The International Biochar Initiative (IBI) and the US Biochar Initiative (USBI) have announced the release of the 2023 Global Biochar Market Report, which shows a 91 per cent CAGR production growth rate from 2021 to 2023.

This report surveyed over 1000 stakeholders from all industry subsectors, with responses from 101 countries across the globe.

The study, the first industry-produced, global research since 2015, highlights the significant strides and potential of biochar as a carbon dioxide removal (CDR) technology, underscoring its increasing role as a climate change solution.

Biochar is a stable form of carbon created from organic materials, such as agricultural crop residues and forestry trimmings. It has emerged as a leading technology in delivering durable CDR, boasting a potential removal of up to 6 per cent of global emissions annually.

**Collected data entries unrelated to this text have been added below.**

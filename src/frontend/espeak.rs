use std::borrow::Cow;
use std::io::Write;
use std::path::PathBuf;
use std::process::{Command, Stdio};

use ndarray::Array2;

use super::table::FeatureTable;
use super::TextFrontend;
use crate::error::CorpusError;

/// Map a corpus language code to an espeak-ng voice.
pub fn espeak_voice(language: &str) -> &str {
    match language {
        "en" => "en-us",
        "el" => "grc",
        "zh" => "cmn",
        "pt" => "pt-br",
        other => other,
    }
}

/// Phonemizes with espeak-ng and maps phones to articulatory features.
///
/// Punctuation that ends or splits a phrase is kept as its own token (when
/// the table has an entry for it) so pauses survive into the token sequence.
pub struct EspeakFrontend {
    table: FeatureTable,
    bin_path: Option<PathBuf>,
}

impl EspeakFrontend {
    /// Use `espeak-ng` from PATH.
    pub fn new(table: FeatureTable) -> Self {
        Self {
            table,
            bin_path: None,
        }
    }

    /// Use a bundled espeak-ng binary.
    pub fn with_binary(table: FeatureTable, bin_path: PathBuf) -> Self {
        Self {
            table,
            bin_path: Some(bin_path),
        }
    }

    /// Phone sequence for `text`, punctuation included.
    pub fn phonemize(&self, text: &str, language: &str) -> Result<Vec<char>, CorpusError> {
        let parts = split_text_parts(text);
        let segments: Vec<&str> = parts
            .iter()
            .filter_map(|part| match part {
                TextPart::Text(segment) => Some(segment.as_str()),
                TextPart::Punct(_) => None,
            })
            .collect();

        let segment_phones = if segments.is_empty() {
            Vec::new()
        } else {
            self.phonemize_segments_batch(&segments, espeak_voice(language))?
        };

        let mut phones = Vec::new();
        let mut segment_index = 0usize;
        for part in parts {
            match part {
                TextPart::Text(_) => {
                    if let Some(chunk) = segment_phones.get(segment_index) {
                        phones.extend_from_slice(chunk);
                    }
                    segment_index += 1;
                }
                TextPart::Punct(ch) => phones.push(ch),
            }
        }
        Ok(phones)
    }

    fn phonemize_segments_batch(
        &self,
        segments: &[&str],
        voice: &str,
    ) -> Result<Vec<Vec<char>>, CorpusError> {
        let output = self.run_espeak(&segments.join("\n"), voice)?;
        let lines: Vec<&str> = output.lines().collect();

        // espeak-ng emits one line per input line; fall back to one call per
        // segment when it does not.
        if lines.len() != segments.len() {
            return segments
                .iter()
                .map(|segment| Ok(ipa_to_phones(&self.run_espeak(segment, voice)?)))
                .collect();
        }
        Ok(lines.iter().map(|line| ipa_to_phones(line)).collect())
    }

    fn run_espeak(&self, input: &str, voice: &str) -> Result<String, CorpusError> {
        let bin = self
            .bin_path
            .as_deref()
            .map(|p| p.as_os_str())
            .unwrap_or_else(|| "espeak-ng".as_ref());
        let mut child = Command::new(bin)
            .args(["--ipa", "--stdin", "-q", "-v", voice])
            .stdin(Stdio::piped())
            .stdout(Stdio::piped())
            .stderr(Stdio::piped())
            .spawn()
            .map_err(|e| {
                if e.kind() == std::io::ErrorKind::NotFound {
                    CorpusError::EspeakNotFound
                } else {
                    CorpusError::Io(e)
                }
            })?;

        if let Some(mut stdin) = child.stdin.take() {
            stdin.write_all(canonicalize_stdin_payload(input).as_bytes())?;
        }

        let output = child.wait_with_output()?;
        if !output.status.success() {
            let stderr = String::from_utf8_lossy(&output.stderr);
            return Err(CorpusError::Frontend(format!(
                "espeak-ng exited with code {:?}: {stderr}",
                output.status.code()
            )));
        }

        Ok(String::from_utf8_lossy(&output.stdout).into_owned())
    }
}

impl TextFrontend for EspeakFrontend {
    fn tokenize(&self, transcript: &str, language: &str) -> Result<Array2<f32>, CorpusError> {
        let phones = self.phonemize(transcript, language)?;
        Ok(self.table.lookup(phones))
    }
}

#[derive(Debug, Clone, PartialEq, Eq)]
enum TextPart {
    Text(String),
    Punct(char),
}

fn split_text_parts(text: &str) -> Vec<TextPart> {
    let mut parts = Vec::new();
    let mut current = String::new();

    for (idx, ch) in text.char_indices() {
        if let Some(punct) = map_boundary_punctuation(ch) {
            if !is_numeric_connector_between_digits(text, idx, ch) {
                flush_text_part(&mut parts, &mut current);
                parts.push(TextPart::Punct(punct));
                continue;
            }
        }

        if ch.is_whitespace() {
            if !current.is_empty() && !current.ends_with(' ') {
                current.push(' ');
            }
            continue;
        }

        current.push(ch);
    }

    flush_text_part(&mut parts, &mut current);
    parts
}

fn flush_text_part(parts: &mut Vec<TextPart>, current: &mut String) {
    let trimmed = current.trim();
    if !trimmed.is_empty() {
        parts.push(TextPart::Text(trimmed.to_string()));
    }
    current.clear();
}

fn map_boundary_punctuation(ch: char) -> Option<char> {
    match ch {
        '.' | '!' | '?' | ',' | ';' | ':' => Some(ch),
        '—' | '…' => Some(','),
        '\n' | '\r' => Some('.'),
        _ => None,
    }
}

fn is_numeric_connector_between_digits(text: &str, idx: usize, ch: char) -> bool {
    if !matches!(ch, '.' | ',') {
        return false;
    }
    let prev = text[..idx].chars().next_back();
    let next = text[idx + ch.len_utf8()..].chars().next();
    matches!(
        (prev, next),
        (Some(left), Some(right)) if left.is_ascii_digit() && right.is_ascii_digit()
    )
}

/// espeak-ng reads stdin line by line and under-processes an unterminated
/// final line.
fn canonicalize_stdin_payload(input: &str) -> Cow<'_, str> {
    if input.ends_with('\n') {
        Cow::Borrowed(input)
    } else {
        Cow::Owned(format!("{input}\n"))
    }
}

/// IPA output to phone characters, dropping espeak's tie markers and spaces.
fn ipa_to_phones(ipa: &str) -> Vec<char> {
    ipa.lines()
        .map(str::trim)
        .filter(|line| !line.is_empty())
        .flat_map(|line| line.chars())
        .filter(|&ch| ch != '_' && !ch.is_whitespace())
        .collect()
}

#[cfg(test)]
mod tests {
    use super::*;
    use crate::TOKEN_FEATURE_WIDTH;

    #[test]
    fn splits_text_and_punctuation_parts() {
        let parts = split_text_parts("Hallo, Welt. Test!");
        assert_eq!(
            parts,
            vec![
                TextPart::Text("Hallo".to_string()),
                TextPart::Punct(','),
                TextPart::Text("Welt".to_string()),
                TextPart::Punct('.'),
                TextPart::Text("Test".to_string()),
                TextPart::Punct('!'),
            ]
        );
    }

    #[test]
    fn keeps_decimal_separators_inside_text() {
        let parts = split_text_parts("Version 2.0 reached 1,000 users.");
        assert_eq!(
            parts,
            vec![
                TextPart::Text("Version 2.0 reached 1,000 users".to_string()),
                TextPart::Punct('.'),
            ]
        );
    }

    #[test]
    fn appends_trailing_newline_for_stdin() {
        assert_eq!(canonicalize_stdin_payload("America"), "America\n");
        assert_eq!(canonicalize_stdin_payload("America\n"), "America\n");
    }

    #[test]
    fn ipa_drops_ties_and_spaces() {
        assert_eq!(ipa_to_phones("h_ə l\n"), vec!['h', 'ə', 'l']);
    }

    #[test]
    fn tokenizes_to_table_width() {
        if Command::new("espeak-ng").arg("--version").output().is_err() {
            return;
        }
        let mut table = FeatureTable::default();
        for ch in "abdefhiklmnoprstuvwzæɑɔəɛɪʊʌŋθðʃʒɹɚɐɾː.,ˈˌ".chars() {
            table.insert(ch, vec![0.5; TOKEN_FEATURE_WIDTH]);
        }
        let tokens = EspeakFrontend::new(table)
            .tokenize("Hello world.", "en")
            .expect("espeak should succeed");
        assert_eq!(tokens.ncols(), TOKEN_FEATURE_WIDTH);
        assert!(tokens.nrows() > 3);
    }
}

The Norwegian Geotechnical Institute says that as well as storing carbon, biochar mixed in soil will prevent the spread of pollution and increase production on agricultural land. Biochar can be made from all types of organic waste, even sewage sludge, as long as the biomass is dry enough. The Institute has been researching biochar for over ten years, and believes biochar is an ingenious way to reuse organic fractions that are otherwise wasted.

In 2023, biochar carbon removal represented over 90 per cent of delivered carbon credits ( With a current production rate of at least 350,000 metric tonnes annually, the biochar industry is on a steep growth trajectory, and with a clear path to delivering a gigaton of biochar carbon removal by 2040.

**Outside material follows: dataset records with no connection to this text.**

//! Crash-safe persistence of built corpora.
//!
//! # Cache Directory Layout
//!
//! ```text
//! <cache root>/<cache key>/
//! ├── feature_cache.bin                 # header + bincode-encoded corpus
//! ├── aligner_cache.bin                 # header + bincode-encoded aligner corpus
//! ├── normalized_audios/                # peak-normalized intermediates
//! └── normalized_unsilenced_audios/     # ... with compressed silences
//! ```
//!
//! Both artifacts start with an 8-byte magic followed by the 32-byte
//! [`PipelineConfig::fingerprint`] of the settings they were built with.

use std::fs;
use std::io::Write;
use std::path::{Path, PathBuf};

use serde::de::DeserializeOwned;
use serde::{Deserialize, Serialize};

use crate::config::PipelineConfig;
use crate::dataset::{AlignerCorpus, Corpus};
use crate::error::CorpusError;
use crate::validator::CorpusValidator;

/// Name of the feature corpus artifact inside a cache key's directory.
pub const CACHE_FILE: &str = "feature_cache.bin";
/// Name of the aligner corpus artifact.
pub const ALIGNER_CACHE_FILE: &str = "aligner_cache.bin";

/// Leading bytes of each artifact; bumped when its layout changes.
const FEATURE_MAGIC: &[u8; 8] = b"TTSCRP02";
const ALIGNER_MAGIC: &[u8; 8] = b"TTSALN01";

/// What gets written to disk: the corpus and, optionally, the normalized
/// waveforms it was computed from (index-aligned).
#[derive(Debug, Clone, Default, PartialEq, Serialize, Deserialize)]
pub struct CachedCorpus {
    pub corpus: Corpus,
    pub waveforms: Option<Vec<Vec<f32>>>,
}

/// On-disk store of built corpora, one directory per cache key.
pub struct DatasetCache {
    root: PathBuf,
    validator: CorpusValidator,
    fingerprint: [u8; 32],
}

impl DatasetCache {
    pub fn new(root: impl Into<PathBuf>, config: &PipelineConfig) -> Self {
        Self {
            root: root.into(),
            validator: CorpusValidator::new(config),
            fingerprint: config.fingerprint(),
        }
    }

    /// Working directory of `cache_key`; intermediates live here too.
    pub fn dir(&self, cache_key: &str) -> PathBuf {
        self.root.join(cache_key)
    }

    pub fn path(&self, cache_key: &str) -> PathBuf {
        self.dir(cache_key).join(CACHE_FILE)
    }

    pub fn aligner_path(&self, cache_key: &str) -> PathBuf {
        self.dir(cache_key).join(ALIGNER_CACHE_FILE)
    }

    pub fn exists(&self, cache_key: &str) -> bool {
        self.path(cache_key).is_file()
    }

    pub fn aligner_exists(&self, cache_key: &str) -> bool {
        self.aligner_path(cache_key).is_file()
    }

    /// Decode and re-check a cached corpus.
    ///
    /// A foreign header, a file built with different feature settings, any
    /// decoding failure, trailing garbage or a sample that violates the
    /// feature invariants turns into [`CorpusError::CorruptCache`].
    pub fn load(&self, cache_key: &str) -> Result<CachedCorpus, CorpusError> {
        let path = self.path(cache_key);
        let cached: CachedCorpus = self.read(&path, FEATURE_MAGIC)?;
        self.verify(&cached)
            .map_err(|reason| CorpusError::corrupt(&path, reason))?;

        log::info!(
            "Loaded {} samples from {}",
            cached.corpus.len(),
            path.display()
        );
        Ok(cached)
    }

    fn verify(&self, cached: &CachedCorpus) -> Result<(), String> {
        for (index, sample) in cached.corpus.samples().iter().enumerate() {
            self.validator
                .check_tuple(sample)
                .map_err(|e| format!("sample {index}: {e}"))?;
        }
        if let Some(waveforms) = &cached.waveforms {
            if waveforms.len() != cached.corpus.len() {
                return Err(format!(
                    "{} waveforms for {} samples",
                    waveforms.len(),
                    cached.corpus.len()
                ));
            }
        }
        Ok(())
    }

    /// Write `cached` under `cache_key`.
    ///
    /// The bytes go to a temp file that is synced and then renamed over the
    /// final path, so a crash leaves either the old cache or the new one.
    pub fn save(&self, cache_key: &str, cached: &CachedCorpus) -> Result<(), CorpusError> {
        let path = self.path(cache_key);
        let size = self.write(&path, FEATURE_MAGIC, cached)?;
        log::info!(
            "Saved {} samples ({:.1} MB) to {}",
            cached.corpus.len(),
            size as f64 / 1_048_576.0,
            path.display()
        );
        Ok(())
    }

    /// Decode a cached aligner corpus, re-checking every sample.
    pub fn load_aligner(&self, cache_key: &str) -> Result<AlignerCorpus, CorpusError> {
        let path = self.aligner_path(cache_key);
        let corpus: AlignerCorpus = self.read(&path, ALIGNER_MAGIC)?;
        for (index, sample) in corpus.samples().iter().enumerate() {
            self.validator
                .check_aligner_sample(sample)
                .map_err(|e| CorpusError::corrupt(&path, format!("sample {index}: {e}")))?;
        }
        log::info!("Loaded {} aligner samples from {}", corpus.len(), path.display());
        Ok(corpus)
    }

    pub fn save_aligner(&self, cache_key: &str, corpus: &AlignerCorpus) -> Result<(), CorpusError> {
        let path = self.aligner_path(cache_key);
        let size = self.write(&path, ALIGNER_MAGIC, corpus)?;
        log::info!(
            "Saved {} aligner samples ({:.1} MB) to {}",
            corpus.len(),
            size as f64 / 1_048_576.0,
            path.display()
        );
        Ok(())
    }

    /// Delete the feature artifact of `cache_key`, keeping the intermediates.
    pub fn remove(&self, cache_key: &str) -> Result<(), CorpusError> {
        remove_if_present(&self.path(cache_key))
    }

    pub fn remove_aligner(&self, cache_key: &str) -> Result<(), CorpusError> {
        remove_if_present(&self.aligner_path(cache_key))
    }

    fn read<T: DeserializeOwned>(&self, path: &Path, magic: &[u8; 8]) -> Result<T, CorpusError> {
        let data = fs::read(path)?;

        let rest = data
            .strip_prefix(magic.as_slice())
            .ok_or_else(|| CorpusError::corrupt(path, "missing cache header"))?;
        let payload = rest
            .strip_prefix(self.fingerprint.as_slice())
            .ok_or_else(|| CorpusError::corrupt(path, "built with different feature settings"))?;

        let (value, read): (T, usize) =
            bincode::serde::decode_from_slice(payload, bincode::config::standard())
                .map_err(|e| CorpusError::corrupt(path, e))?;
        if read != payload.len() {
            return Err(CorpusError::corrupt(
                path,
                format!("{} trailing bytes", payload.len() - read),
            ));
        }
        Ok(value)
    }

    /// Atomically replace `path`; returns the number of bytes written.
    fn write<T: Serialize>(
        &self,
        path: &Path,
        magic: &[u8; 8],
        value: &T,
    ) -> Result<usize, CorpusError> {
        if let Some(parent) = path.parent() {
            fs::create_dir_all(parent)?;
        }

        let mut bytes = magic.to_vec();
        bytes.extend_from_slice(&self.fingerprint);
        bytes.extend(bincode::serde::encode_to_vec(
            value,
            bincode::config::standard(),
        )?);

        let tmp = path.with_extension("bin.tmp");
        {
            let mut file = fs::File::create(&tmp)?;
            file.write_all(&bytes)?;
            file.flush()?;
            file.sync_all()?;
        }
        fs::rename(&tmp, path)?;
        sync_parent_dir(path)?;
        Ok(bytes.len())
    }
}

fn remove_if_present(path: &Path) -> Result<(), CorpusError> {
    match fs::remove_file(path) {
        Ok(()) => Ok(()),
        Err(e) if e.kind() == std::io::ErrorKind::NotFound => Ok(()),
        Err(e) => Err(e.into()),
    }
}

fn sync_parent_dir(path: &Path) -> Result<(), CorpusError> {
    #[cfg(unix)]
    {
        if let Some(parent) = path.parent() {
            fs::File::open(parent)?.sync_all()?;
        }
    }
    #[cfg(not(unix))]
    let _ = path;
    Ok(())
}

This rapid expansion is matched by a strong industry optimism, and IBI projects revenues to soar to nearly $3.3 billion by 2025, from $600 million in 2023.

The report identifies key challenges and areas for future research, such as enhancing participation in voluntary carbon markets and overcoming obstacles to scaling high-quality markets for physical biochar. It also emphasises the diversity of production technologies and business models within the industry, advocating for a more inclusive approach that accommodates various scales of operation and supports production around the world.

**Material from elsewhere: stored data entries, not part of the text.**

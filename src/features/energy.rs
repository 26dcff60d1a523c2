use std::sync::Arc;

use super::{average_spans, token_spans};
use crate::audio::SignalProcessor;

/// Frame RMS averaged over each token's span.
#[derive(Clone)]
pub struct EnergyExtractor {
    dsp: Arc<dyn SignalProcessor>,
    reduction_factor: usize,
}

impl EnergyExtractor {
    pub fn new(dsp: Arc<dyn SignalProcessor>, reduction_factor: usize) -> Self {
        Self {
            dsp,
            reduction_factor: reduction_factor.max(1),
        }
    }

    pub fn extract(&self, samples: &[f32], duration: &[u32], mel_len: usize) -> Vec<f32> {
        let mut rms = self.dsp.frame_rms(samples);
        rms.resize(mel_len, 0.0);
        let spans = token_spans(duration, self.reduction_factor, mel_len);
        average_spans(&rms, &spans, |_| true)
    }
}

#[cfg(test)]
mod tests {
    use super::*;
    use crate::audio::StftProcessor;

    #[test]
    fn louder_token_has_more_energy() {
        let dsp = Arc::new(StftProcessor::new(16_000, 1024, 256, 80));
        let mut wave: Vec<f32> = (0..8_000)
            .map(|i| 0.1 * (i as f32 * 0.2).sin())
            .collect();
        wave.extend((0..16_000).map(|i| 0.8 * (i as f32 * 0.2).sin()));
        let mel_len = dsp.frame_count(wave.len());

        let energy = EnergyExtractor::new(dsp, 1).extract(&wave, &[20, 0, 40], mel_len);
        assert_eq!(energy.len(), 3);
        assert_eq!(energy[1], 0.0);
        assert!(energy[2] > 4.0 * energy[0]);
    }

    #[test]
    fn reduction_factor_widens_spans() {
        let dsp = Arc::new(StftProcessor::new(16_000, 512, 128, 40));
        let wave = vec![0.5f32; 4_000];
        let mel_len = dsp.frame_count(wave.len());
        let energy = EnergyExtractor::new(dsp, 3).extract(&wave, &[2, 2], mel_len);
        assert_eq!(energy.len(), 2);
        assert!(energy.iter().all(|&e| (e - 0.5).abs() < 1e-3));
    }
}
//! Loading the `audio path → transcript` map a corpus is built from.

use std::collections::BTreeMap;
use std::fs::File;
use std::io;
use std::path::{Path, PathBuf};

use crate::error::CorpusError;

/// Audio file → transcript. Ordered so partitioning starts from a stable
/// key order before the seeded shuffle.
pub type TranscriptMap = BTreeMap<PathBuf, String>;

/// Load a transcript map from `path`.
///
/// `.json` files hold an object `{ "<audio path>": "<transcript>" }`; any
/// other file is read as pipe-delimited `audio path|transcript` lines.
/// Relative audio paths are resolved against the directory of `path`.
pub fn load(path: &Path) -> Result<TranscriptMap, CorpusError> {
    let base = path.parent().unwrap_or_else(|| Path::new(""));
    let raw = match path.extension().and_then(|e| e.to_str()) {
        Some("json") => {
            let content = std::fs::read_to_string(path)?;
            serde_json::from_str::<BTreeMap<PathBuf, String>>(&content)?
        }
        _ => load_delimited(File::open(path)?)?,
    };

    let map: TranscriptMap = raw
        .into_iter()
        .map(|(audio, text)| {
            let audio = if audio.is_relative() {
                base.join(audio)
            } else {
                audio
            };
            (audio, text)
        })
        .collect();
    log::info!("Loaded {} transcripts from {}", map.len(), path.display());
    Ok(map)
}

fn load_delimited(reader: impl io::Read) -> Result<TranscriptMap, CorpusError> {
    let mut rdr = csv::ReaderBuilder::new()
        .has_headers(false)
        .delimiter(b'|')
        .quoting(false)
        .flexible(true)
        .from_reader(io::BufReader::new(reader));

    let mut entries = TranscriptMap::new();
    for result in rdr.records() {
        let record = result?;
        match (record.get(0), record.get(1)) {
            (Some(audio), Some(text)) if !audio.trim().is_empty() => {
                entries.insert(PathBuf::from(audio.trim()), text.trim().to_string());
            }
            _ => log::warn!("Skipping incomplete transcript record: {:?}", record),
        }
    }
    Ok(entries)
}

IBI Chair, Lucia Brusegan, said, “Biochar is a system, and this market research confirms the interconnectedness of market demand, carbon credits, physical biochar benefits and uses. This research also shows the many scales in which biochar is produced, from massive industrial plants that also produce clean energy, to smaller kilns that are helping farmers utilise crop residues and shift from crop burning. The report highlights the adaptability of biochar systems in addressing various climate change challenges, encompassing carbon removal, among others.”

Report co-author, Myles Gray, Operations Director, USBI, said, “The results from this survey highlight the growth in the biochar industry as it emerges as a key CDR technology. At the same time, the survey sends a clear message that developing high volume, high value markets for biochar is a key challenge. USBI and IBI are focused on developing these markets, in collaboration with biochar industry partners, to develop robust markets for biochar in industrial and agricultural supply-chains where biochar can help meet GHG emissions targets such as SBTi.”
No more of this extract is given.